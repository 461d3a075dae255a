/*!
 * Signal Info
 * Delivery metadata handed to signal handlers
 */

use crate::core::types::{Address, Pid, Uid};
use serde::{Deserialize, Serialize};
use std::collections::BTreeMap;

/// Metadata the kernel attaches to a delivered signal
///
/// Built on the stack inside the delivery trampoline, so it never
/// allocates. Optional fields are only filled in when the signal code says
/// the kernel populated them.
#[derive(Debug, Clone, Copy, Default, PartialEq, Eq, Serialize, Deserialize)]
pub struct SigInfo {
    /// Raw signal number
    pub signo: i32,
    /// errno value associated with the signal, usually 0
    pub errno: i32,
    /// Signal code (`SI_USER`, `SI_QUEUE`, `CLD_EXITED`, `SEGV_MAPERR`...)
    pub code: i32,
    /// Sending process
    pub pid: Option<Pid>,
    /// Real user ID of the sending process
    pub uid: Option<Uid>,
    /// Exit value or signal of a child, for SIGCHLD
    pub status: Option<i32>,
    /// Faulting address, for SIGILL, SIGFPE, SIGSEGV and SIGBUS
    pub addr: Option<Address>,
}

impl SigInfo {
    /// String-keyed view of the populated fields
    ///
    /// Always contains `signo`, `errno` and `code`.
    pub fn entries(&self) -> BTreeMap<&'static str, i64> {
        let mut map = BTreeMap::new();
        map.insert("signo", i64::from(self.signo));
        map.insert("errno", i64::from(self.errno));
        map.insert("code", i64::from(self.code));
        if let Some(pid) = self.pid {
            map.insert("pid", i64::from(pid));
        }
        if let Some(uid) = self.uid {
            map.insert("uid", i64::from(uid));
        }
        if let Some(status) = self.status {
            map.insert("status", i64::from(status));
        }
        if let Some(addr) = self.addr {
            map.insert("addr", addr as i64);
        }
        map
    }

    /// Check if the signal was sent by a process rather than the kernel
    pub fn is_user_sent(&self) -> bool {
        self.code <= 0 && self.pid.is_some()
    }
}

....................

Among the lines above, which contain the word "errno"? Copy every one.

#### [RESULT]
    /// errno value associated with the signal, usually 0
    pub errno: i32,
    /// Always contains `signo`, `errno` and `code`.
        map.insert("errno", i64::from(self.errno));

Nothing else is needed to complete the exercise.